Para Orna Guralnik, a psicóloga principal da série "Couples Therapy", a falta de evidências científicas não é um fator decisivo. "É o que chamamos de validade concreta: se não fosse útil para as pessoas, se não refletisse alguma coisa que tem importância, já teria desaparecido", ela disse.

Muitos dos casais que procuram Guralnik para fazer terapia já leram o livro de Chapman ou têm um conhecimento superficial da teoria dele, ela contou. Mas, para ela, as linguagens do amor são um MacGuffin: um artifício, geralmente um objeto pouco importante ou aparentemente aleatório, usado na ficção para fazer a trama avançar.

As cinco categorias não são tão importantes quanto aquilo que a teoria como um todo comunica às pessoas: que "o modo como elas próprias apreendem uma coisa não é o modo como seu parceiro processa as coisas".

Embora a literatura especializada não seja robusta, alguns pesquisadores estão começando a analisar os livros de Chapman e publicar seus estudos em veículos revistos por pares.

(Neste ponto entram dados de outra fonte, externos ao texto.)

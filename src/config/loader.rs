// src/config/loader.rs

use std::fs;
use std::path::Path;

use crate::config::model::{ConfigFile, RawConfigFile};
use crate::errors::Result;

/// Load a configuration file from a given path and return the raw `RawConfigFile`.
///
/// This only performs TOML deserialization; it does **not** check commands or
/// progress patterns. Use [`load_and_validate`] for that.
pub fn load_from_path(path: impl AsRef<Path>) -> Result<RawConfigFile> {
    let path = path.as_ref();
    let contents = fs::read_to_string(path)?;

    let config: RawConfigFile = toml::from_str(&contents)?;

    Ok(config)
}

/// Load a configuration file from path and validate it.
pub fn load_and_validate(path: impl AsRef<Path>) -> Result<ConfigFile> {
    let raw_config = load_from_path(&path)?;
    let config = ConfigFile::try_from(raw_config)?;
    Ok(config)
}

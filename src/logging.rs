// src/logging.rs

//! Logging setup for `jobrunner` using `tracing` + `tracing-subscriber`.
//!
//! Filter selection:
//! 1. `--log-level` CLI flag (if provided) sets one level for every target
//! 2. `JOBRUNNER_LOG` environment variable, in `EnvFilter` directive syntax
//!    (e.g. `"debug"` or `"info,jobrunner::engine=trace"`)
//! 3. default to `info`
//!
//! Logs go to STDERR; stdout carries the batch summary.

use anyhow::Result;
use tracing_subscriber::{EnvFilter, fmt};

use crate::cli::LogLevel;

const LOG_ENV: &str = "JOBRUNNER_LOG";

/// Initialise global logging subscriber.
///
/// Safe to call once at startup.
pub fn init_logging(cli_level: Option<LogLevel>) -> Result<()> {
    let filter = build_filter(cli_level, std::env::var(LOG_ENV).ok().as_deref());

    fmt()
        .with_env_filter(filter)
        .with_target(true)
        .with_thread_ids(false)
        .with_thread_names(false)
        .with_writer(std::io::stderr)
        .init();

    Ok(())
}

fn build_filter(cli_level: Option<LogLevel>, env: Option<&str>) -> EnvFilter {
    if let Some(lvl) = cli_level {
        return EnvFilter::new(directive_for(lvl));
    }

    env.and_then(|s| EnvFilter::try_new(s.trim()).ok())
        .unwrap_or_else(|| EnvFilter::new("info"))
}

fn directive_for(lvl: LogLevel) -> &'static str {
    match lvl {
        LogLevel::Error => "error",
        LogLevel::Warn => "warn",
        LogLevel::Info => "info",
        LogLevel::Debug => "debug",
        LogLevel::Trace => "trace",
    }
}
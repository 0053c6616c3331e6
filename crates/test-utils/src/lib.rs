pub mod builders;
pub mod fake_jobs;
pub mod fake_manager;

use std::sync::{Arc, Mutex, Once};

use jobrunner::RunnerEvent;
use jobrunner::engine::{BatchCompletion, JobRunner};
use tokio::sync::mpsc;
use tracing_subscriber::{EnvFilter, fmt};

static INIT: Once = Once::new();

/// Initialise tracing for tests.
///
/// - Uses `with_test_writer()`, so logs are captured per-test.
/// - The Rust test harness only prints captured output for **failing** tests
///   (unless you run with `-- --nocapture`).
///
/// Enable levels with e.g.:
/// `RUST_LOG=debug cargo test`
pub fn init_tracing() {
    INIT.call_once(|| {
        let filter =
            EnvFilter::try_from_default_env().unwrap_or_else(|_| EnvFilter::new("info"));

        fmt()
            .with_env_filter(filter)
            .with_test_writer() // print only for failing tests unless --nocapture
            .with_target(true)
            .init();
    });
}

/// Run a future with a 5-second timeout.
pub async fn with_timeout<F, T>(f: F) -> T
where
    F: std::future::Future<Output = T>,
{
    tokio::time::timeout(std::time::Duration::from_secs(5), f)
        .await
        .expect("Test timed out after 5 seconds")
}

/// Shared log of every event the runner raises, in delivery order.
pub type EventLog = Arc<Mutex<Vec<RunnerEvent>>>;

/// Register a handler on `runner` that appends every event to the returned log.
pub fn record_events(runner: &JobRunner) -> EventLog {
    let log: EventLog = Arc::new(Mutex::new(Vec::new()));
    let sink = Arc::clone(&log);
    runner.on_event(move |event| sink.lock().unwrap().push(event.clone()));
    log
}

/// Number of `JobCompleted` events in `log`.
pub fn job_completed_count(log: &EventLog) -> usize {
    log.lock()
        .unwrap()
        .iter()
        .filter(|e| matches!(e, RunnerEvent::JobCompleted(_)))
        .count()
}

/// Number of `AllCompleted` events in `log`.
pub fn all_completed_count(log: &EventLog) -> usize {
    log.lock()
        .unwrap()
        .iter()
        .filter(|e| matches!(e, RunnerEvent::AllCompleted(_)))
        .count()
}

/// Channel receiving every `AllCompleted` record raised by `runner`.
pub fn batch_receiver(runner: &JobRunner) -> mpsc::UnboundedReceiver<BatchCompletion> {
    let (tx, rx) = mpsc::unbounded_channel();
    runner.on_event(move |event| {
        if let RunnerEvent::AllCompleted(batch) = event {
            let _ = tx.send(*batch);
        }
    });
    rx
}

Um estudo publicado em 2006 concluiu que o conceito de cinco linguagens do amor não é simples de ser confirmado se as linguagens forem desligadas umas das outras. O estudo sugeriu, em vez disso, que é mais provável que os indivíduos empreguem todas as cinco linguagens em níveis diversos, e não apenas uma ou outra delas.

Em outro estudo publicado este ano, pesquisadores da Universidade de Varsóvia, na Polônia, recrutaram cem casais com idades entre 17 e 58 anos que estavam juntos havia no mínimo seis meses e pediram que fizessem um ranking de suas preferências entre as cinco linguagens (e não apenas identificassem uma das linguagens como sua favorita) e sua satisfação com o relacionamento.

Os pesquisadores descobriram que os casais que pareciam falar as linguagens do amor um do outro –ou seja, pessoas que preferiam expressar amor de maneira que seus parceiros preferiam receber—relataram sentir satisfação maior no relacionamento.

Também constataram que não apenas as pessoas querem que seus parceiros se comuniquem com elas em suas próprias linguagens do amor, mas também que, quando você fala a linguagem do amor de seu parceiro, isso "faz você sentir mais felicidade no relacionamento", segundo Maciej Stolarski, uma das autoras do artigo.

Em agosto passado os Chapman comemoraram 60 anos de casados. Foram jantar no mesmo restaurante em Winston-Salem onde vão todos os anos –uma churrascaria sofisticada, onde geralmente pedem seus pratos favoritos.

Eles levaram apenas dois anos, contou Chapman, para descobrir como superar seus problemas conjugais iniciais. Hoje, embora Karolyn ainda costume deixar as gavetas abertas, ela é a editora extraoficial de Chapman – revisa e corrige seus manuscritos antes de ele os enviar para publicação. E ela o ajuda a manter os pés no chão.

"Digo às pessoas: ‘Não lhe falem que ele é famoso’", explicou.

E Chapman aprendeu a fazer mais tarefas da casa, incluindo arrumar a cozinha após o jantar, contou sua esposa. "Ele é ótimo nisso. Hoje em dia eu simplesmente deixo por conta dele."